> [What is expected] Count how many lines below include the string "Deserialize". Only that number should appear in the reply.

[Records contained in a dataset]
※

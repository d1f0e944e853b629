use chrono::{DateTime, Utc};
use ethers::abi::Token;
use ethers::types::{Address, H256};
use serde::{Deserialize, Serialize};
use serde_json::Value;

pub const BFNFT_RNDM_WORDS: &str = "BFNFTRndmWords";
pub const FIGHT: &str = "Fight";
pub const VRF_COORDINATOR_MOCK: &str = "VRFCoordinatorV2Mock";

/// A contract to deploy from its compiled artifact.
#[derive(Debug, Clone, PartialEq)]
pub struct DeployRequest {
    pub contract: String,
    pub args: Vec<Token>,
    pub confirmations: usize,
}

impl DeployRequest {
    pub fn new(contract: &str, args: Vec<Token>, confirmations: usize) -> Self {
        Self {
            contract: contract.to_string(),
            args,
            confirmations,
        }
    }
}

#[derive(Debug, Clone, PartialEq)]
pub struct DeployedContract {
    pub contract: String,
    pub address: Address,
    pub chain_id: u64,
    pub args: Vec<Token>,
    pub transaction_hash: H256,
    pub block_number: Option<u64>,
}

impl DeployedContract {
    /// ABI encoding of the constructor arguments, as explorers expect it.
    pub fn encoded_args(&self) -> String {
        hex::encode(ethers::abi::encode(&self.args))
    }
}

/// Entry of the deployed-contracts registry.
#[derive(Debug, Clone, Serialize, Deserialize)]
#[serde(rename_all = "camelCase")]
pub struct DeploymentRecord {
    pub address: Address,
    pub abi: Value,
    pub args: Vec<Value>,
    pub transaction_hash: H256,
    pub block_number: Option<u64>,
    pub deployed_at: DateTime<Utc>,
}

#[derive(Debug, Clone, Copy, PartialEq, Eq)]
pub enum VerificationStatus {
    Verified,
    AlreadyVerified,
}

/// JSON form of a constructor argument. Integers are decimal strings so
/// 256-bit values survive the round trip through JavaScript tooling.
pub fn token_to_json(token: &Token) -> Value {
    match token {
        Token::Address(addr) => Value::String(format!("{:?}", addr)),
        Token::Uint(n) | Token::Int(n) => Value::String(n.to_string()),
        Token::Bool(b) => Value::Bool(*b),
        Token::String(s) => Value::String(s.clone()),
        Token::FixedBytes(bytes) | Token::Bytes(bytes) => {
            Value::String(format!("0x{}", hex::encode(bytes)))
        }
        Token::Array(items) | Token::FixedArray(items) | Token::Tuple(items) => {
            Value::Array(items.iter().map(token_to_json).collect())
        }
    }
}

#[cfg(test)]
mod tests {
    use super::*;
    use ethers::types::U256;

    #[test]
    fn constructor_args_render_as_registry_json() {
        let addr: Address = "0x2Ca8E0C643bDe4C2E08ab1fA0da3401AdAD7734D".parse().unwrap();
        let json: Vec<Value> = [
            Token::Address(addr),
            Token::Uint(U256::from(812u64)),
            Token::FixedBytes(vec![0xab; 2]),
        ]
        .iter()
        .map(token_to_json)
        .collect();

        assert_eq!(json[0], "0x2ca8e0c643bde4c2e08ab1fa0da3401adad7734d");
        assert_eq!(json[1], "812");
        assert_eq!(json[2], "0xabab");
    }

    #[test]
    fn encoded_args_are_bare_hex_words() {
        let deployed = DeployedContract {
            contract: FIGHT.to_string(),
            address: Address::zero(),
            chain_id: 5,
            args: vec![Token::Uint(U256::from(1u64))],
            transaction_hash: H256::zero(),
            block_number: None,
        };
        let encoded = deployed.encoded_args();
        assert_eq!(encoded.len(), 64);
        assert!(encoded.ends_with('1'));
        assert!(!encoded.starts_with("0x"));
    }
}
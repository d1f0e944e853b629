use crate::deploy::ArtifactDeployer;
use crate::error::{FightersError, Result};
use crate::models::{token_to_json, DeployRequest, DeployedContract, DeploymentRecord};
use crate::services::{ArtifactStore, DeploymentRegistry};
use anyhow::{bail, Context};
use async_trait::async_trait;
use chrono::Utc;
use ethers::{
    abi::Token,
    contract::ContractFactory,
    middleware::SignerMiddleware,
    providers::{Http, Middleware, Provider},
    signers::{LocalWallet, Signer},
};
use std::sync::Arc;
use std::time::Duration;

/// Signing client every deployment transaction goes through.
pub type DeployClient = SignerMiddleware<Provider<Http>, LocalWallet>;

/// Connects to `rpc_url` and checks the node serves `expected_chain_id`.
pub async fn connect(
    rpc_url: &str,
    private_key: &str,
    expected_chain_id: u64,
    poll_interval: Duration,
) -> anyhow::Result<Arc<DeployClient>> {
    let provider = Provider::<Http>::try_from(rpc_url)
        .with_context(|| format!("Invalid RPC URL: {}", rpc_url))?
        .interval(poll_interval);

    let chain_id = provider
        .get_chainid()
        .await
        .context("Failed to query chain id")?
        .as_u64();
    if chain_id != expected_chain_id {
        bail!(
            "RPC endpoint serves chain {} but network expects {}",
            chain_id,
            expected_chain_id
        );
    }

    let block_number = provider.get_block_number().await?;
    tracing::info!("RPC connected to chain {}, current block: {}", chain_id, block_number);

    let wallet = private_key
        .parse::<LocalWallet>()
        .context("Invalid deployer key")?
        .with_chain_id(chain_id);
    tracing::info!("Deployer account ---> {:?}", wallet.address());

    Ok(Arc::new(SignerMiddleware::new(provider, wallet)))
}

/// Deploys compiled artifacts and records them in the registry.
pub struct ChainDeployer {
    client: Arc<DeployClient>,
    artifacts: ArtifactStore,
    registry: DeploymentRegistry,
    chain_id: u64,
}

impl ChainDeployer {
    pub fn new(
        client: Arc<DeployClient>,
        artifacts: ArtifactStore,
        registry: DeploymentRegistry,
        chain_id: u64,
    ) -> Self {
        Self {
            client,
            artifacts,
            registry,
            chain_id,
        }
    }

    pub fn client(&self) -> Arc<DeployClient> {
        self.client.clone()
    }

    pub fn registry(&self) -> &DeploymentRegistry {
        &self.registry
    }
}

#[async_trait]
impl ArtifactDeployer for ChainDeployer {
    async fn deploy(&self, request: DeployRequest) -> Result<DeployedContract> {
        let artifact = self.artifacts.load(&request.contract)?;
        let factory = ContractFactory::new(
            artifact.parsed_abi()?,
            artifact.parsed_bytecode()?,
            self.client.clone(),
        );

        tracing::info!(
            contract = %request.contract,
            confirmations = request.confirmations,
            "Deploying {} with {} constructor args",
            request.contract,
            request.args.len()
        );

        let (contract, receipt) = factory
            .deploy(Token::Tuple(request.args.clone()))?
            .confirmations(request.confirmations)
            .send_with_receipt()
            .await?;

        if receipt.status != Some(1.into()) {
            return Err(FightersError::CallFailed(format!(
                "deployment of {} reverted in {:?}",
                request.contract, receipt.transaction_hash
            )));
        }

        let deployed = DeployedContract {
            contract: request.contract.clone(),
            address: contract.address(),
            chain_id: self.chain_id,
            args: request.args,
            transaction_hash: receipt.transaction_hash,
            block_number: receipt.block_number.map(|n| n.as_u64()),
        };

        let record = DeploymentRecord {
            address: deployed.address,
            abi: artifact.abi.clone(),
            args: deployed.args.iter().map(token_to_json).collect(),
            transaction_hash: deployed.transaction_hash,
            block_number: deployed.block_number,
            deployed_at: Utc::now(),
        };
        self.registry.save(&deployed.contract, self.chain_id, &record)?;

        tracing::info!(
            "{} deployed at {:?} (tx: {:?})",
            deployed.contract,
            deployed.address,
            deployed.transaction_hash
        );

        Ok(deployed)
    }
}
use ethers::abi::Token;
use ethers::types::{Address, H256, U256};
use mockito::Matcher;
use nft_fighters::deploy::SourceVerifier;
use nft_fighters::error::FightersError;
use nft_fighters::models::{DeployedContract, VerificationStatus};
use nft_fighters::services::{ArtifactStore, EtherscanVerifier};
use serde_json::json;
use std::path::{Path, PathBuf};
use std::time::Duration;

fn write_json(path: &Path, value: serde_json::Value) {
    std::fs::create_dir_all(path.parent().unwrap()).unwrap();
    std::fs::write(path, value.to_string()).unwrap();
}

fn artifacts_fixture() -> PathBuf {
    let root = std::env::temp_dir().join(format!("nft-fighters-etherscan-{}", uuid::Uuid::new_v4()));
    let dir = root.join("contracts/Fight.sol");
    write_json(
        &dir.join("Fight.json"),
        json!({
            "contractName": "Fight",
            "sourceName": "contracts/Fight.sol",
            "abi": [],
            "bytecode": "0x6080"
        }),
    );
    write_json(&dir.join("Fight.dbg.json"), json!({ "buildInfo": "../../build-info/f1.json" }));
    write_json(
        &root.join("build-info/f1.json"),
        json!({ "solcLongVersion": "0.8.7+commit.e28d00a7", "input": { "language": "Solidity" } }),
    );
    root
}

fn fight() -> DeployedContract {
    DeployedContract {
        contract: "Fight".to_string(),
        address: Address::repeat_byte(0xab),
        chain_id: 5,
        args: vec![Token::Uint(U256::from(1u64))],
        transaction_hash: H256::zero(),
        block_number: Some(10),
    }
}

fn verifier(server: &mockito::Server, artifacts: &Path) -> EtherscanVerifier {
    EtherscanVerifier::new(
        format!("{}/api", server.url()),
        "KEY".to_string(),
        ArtifactStore::new(artifacts),
    )
    .with_polling(Duration::ZERO, 3)
}

#[tokio::test]
async fn submits_sources_then_polls_until_verified() {
    let mut server = mockito::Server::new_async().await;
    let artifacts = artifacts_fixture();

    let submit = server
        .mock("POST", "/api")
        .match_body(Matcher::AllOf(vec![
            Matcher::UrlEncoded("action".into(), "verifysourcecode".into()),
            Matcher::UrlEncoded("contractname".into(), "contracts/Fight.sol:Fight".into()),
            Matcher::UrlEncoded("compilerversion".into(), "v0.8.7+commit.e28d00a7".into()),
            Matcher::UrlEncoded(
                "constructorArguements".into(),
                format!("{:064x}", 1),
            ),
        ]))
        .with_body(r#"{"status":"1","message":"OK","result":"guid-1"}"#)
        .create_async()
        .await;
    let check = server
        .mock("POST", "/api")
        .match_body(Matcher::AllOf(vec![
            Matcher::UrlEncoded("action".into(), "checkverifystatus".into()),
            Matcher::UrlEncoded("guid".into(), "guid-1".into()),
        ]))
        .with_body(r#"{"status":"1","message":"OK","result":"Pass - Verified"}"#)
        .create_async()
        .await;

    let status = verifier(&server, &artifacts).verify(&fight()).await.unwrap();

    assert_eq!(status, VerificationStatus::Verified);
    submit.assert_async().await;
    check.assert_async().await;
    std::fs::remove_dir_all(artifacts).ok();
}

#[tokio::test]
async fn already_verified_source_is_not_an_error() {
    let mut server = mockito::Server::new_async().await;
    let artifacts = artifacts_fixture();

    server
        .mock("POST", "/api")
        .with_body(r#"{"status":"0","message":"NOTOK","result":"Contract source code already verified"}"#)
        .create_async()
        .await;

    let status = verifier(&server, &artifacts).verify(&fight()).await.unwrap();

    assert_eq!(status, VerificationStatus::AlreadyVerified);
    std::fs::remove_dir_all(artifacts).ok();
}

#[tokio::test]
async fn failed_verification_is_reported() {
    let mut server = mockito::Server::new_async().await;
    let artifacts = artifacts_fixture();

    server
        .mock("POST", "/api")
        .match_body(Matcher::UrlEncoded("action".into(), "verifysourcecode".into()))
        .with_body(r#"{"status":"1","message":"OK","result":"guid-2"}"#)
        .create_async()
        .await;
    server
        .mock("POST", "/api")
        .match_body(Matcher::UrlEncoded("action".into(), "checkverifystatus".into()))
        .with_body(r#"{"status":"0","message":"NOTOK","result":"Fail - Unable to verify"}"#)
        .create_async()
        .await;

    let err = verifier(&server, &artifacts).verify(&fight()).await.unwrap_err();

    assert!(matches!(err, FightersError::VerificationFailed(reason) if reason.starts_with("Fail")));
    std::fs::remove_dir_all(artifacts).ok();
}

#[tokio::test]
async fn pending_forever_gives_up_after_max_checks() {
    let mut server = mockito::Server::new_async().await;
    let artifacts = artifacts_fixture();

    server
        .mock("POST", "/api")
        .match_body(Matcher::UrlEncoded("action".into(), "verifysourcecode".into()))
        .with_body(r#"{"status":"1","message":"OK","result":"guid-3"}"#)
        .create_async()
        .await;
    let check = server
        .mock("POST", "/api")
        .match_body(Matcher::UrlEncoded("action".into(), "checkverifystatus".into()))
        .with_body(r#"{"status":"0","message":"NOTOK","result":"Pending in queue"}"#)
        .expect(3)
        .create_async()
        .await;

    let err = verifier(&server, &artifacts).verify(&fight()).await.unwrap_err();

    assert!(matches!(err, FightersError::VerificationFailed(_)));
    check.assert_async().await;
    std::fs::remove_dir_all(artifacts).ok();
}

※

> [Written answer] 2